01 -
In a large mixing bowl or resealable bag, whisk together buttermilk, cayenne pepper, paprika, mustard powder, garlic powder, salt, and black pepper.
02 -
Submerge chicken breasts in the buttermilk mixture, ensuring each piece is fully coated. Cover and refrigerate for at least 2 hours or overnight for optimal tenderness.
03 -
In a shallow dish, thoroughly combine flour, cornstarch, mustard powder, paprika, dried parsley, onion powder, salt, and black pepper.
04 -
Remove marinated chicken breasts from the refrigerator. Let excess marinade drip off, then dredge each breast in the flour mixture, coating both sides evenly.

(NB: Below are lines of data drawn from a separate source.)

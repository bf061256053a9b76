//! # pitchlog_core - Soccer event logs to a canonical event dataset
//!
//! Vendor adapters turn a lineup document and an event-log document into an
//! [`EventDataset`]: team rosters, periods, score and an ordered sequence of
//! typed events in a configurable coordinate system.
//!
//! ## Features
//! - InStat XML adapter (rosters, score, period boundaries, action codes)
//! - Closed event model (pass, shot, take-on, card, foul, recovery, ball out)
//! - Coordinate transformer between vendor pitch systems
//! - Events reference teams and players by id
//!
//! ```no_run
//! use pitchlog_core::io::FileLike;
//! use pitchlog_core::providers::instat;
//!
//! let dataset = instat::load(
//!     &FileLike::from(std::path::PathBuf::from("lineup.xml")),
//!     &FileLike::from(std::path::PathBuf::from("events.xml")),
//!     Some(&["shot"][..]),
//!     None,
//! )?;
//! println!("{} shots", dataset.len());
//! # Ok::<(), pitchlog_core::DeserializationError>(())
//! ```

pub mod config;
pub mod coordinates;
pub mod error;
pub mod io;
pub mod models;
pub mod providers;
pub mod serializers;

pub use config::DeserializerConfig;
pub use coordinates::{build_coordinate_system, CoordinateSystem, Provider, Transformer};
pub use error::{DeserializationError, Result};
pub use models::{Event, EventDataset, EventKind, EventType, Metadata, Team};
pub use serializers::{EventDataDeserializer, InStatDeserializer, InStatInputs};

Place breaded chicken on a separate plate.
05 -
Allow breaded chicken breasts to rest at room temperature for 10 minutes to help the coating adhere.
06 -
Pour vegetable oil into a large skillet to a depth suitable for shallow frying. Heat over medium-high heat until oil shimmers. Test readiness by sprinkling a little flour into the oil; if it sizzles immediately, the oil is ready.
07 -
Working in batches if necessary, carefully place chicken breasts into hot oil. Fry for approximately 7–8 minutes per side until deep golden brown and the internal temperature reaches 77°C.
08 -
Transfer cooked chicken breasts to a plate lined with paper towel to drain excess oil. Serve hot.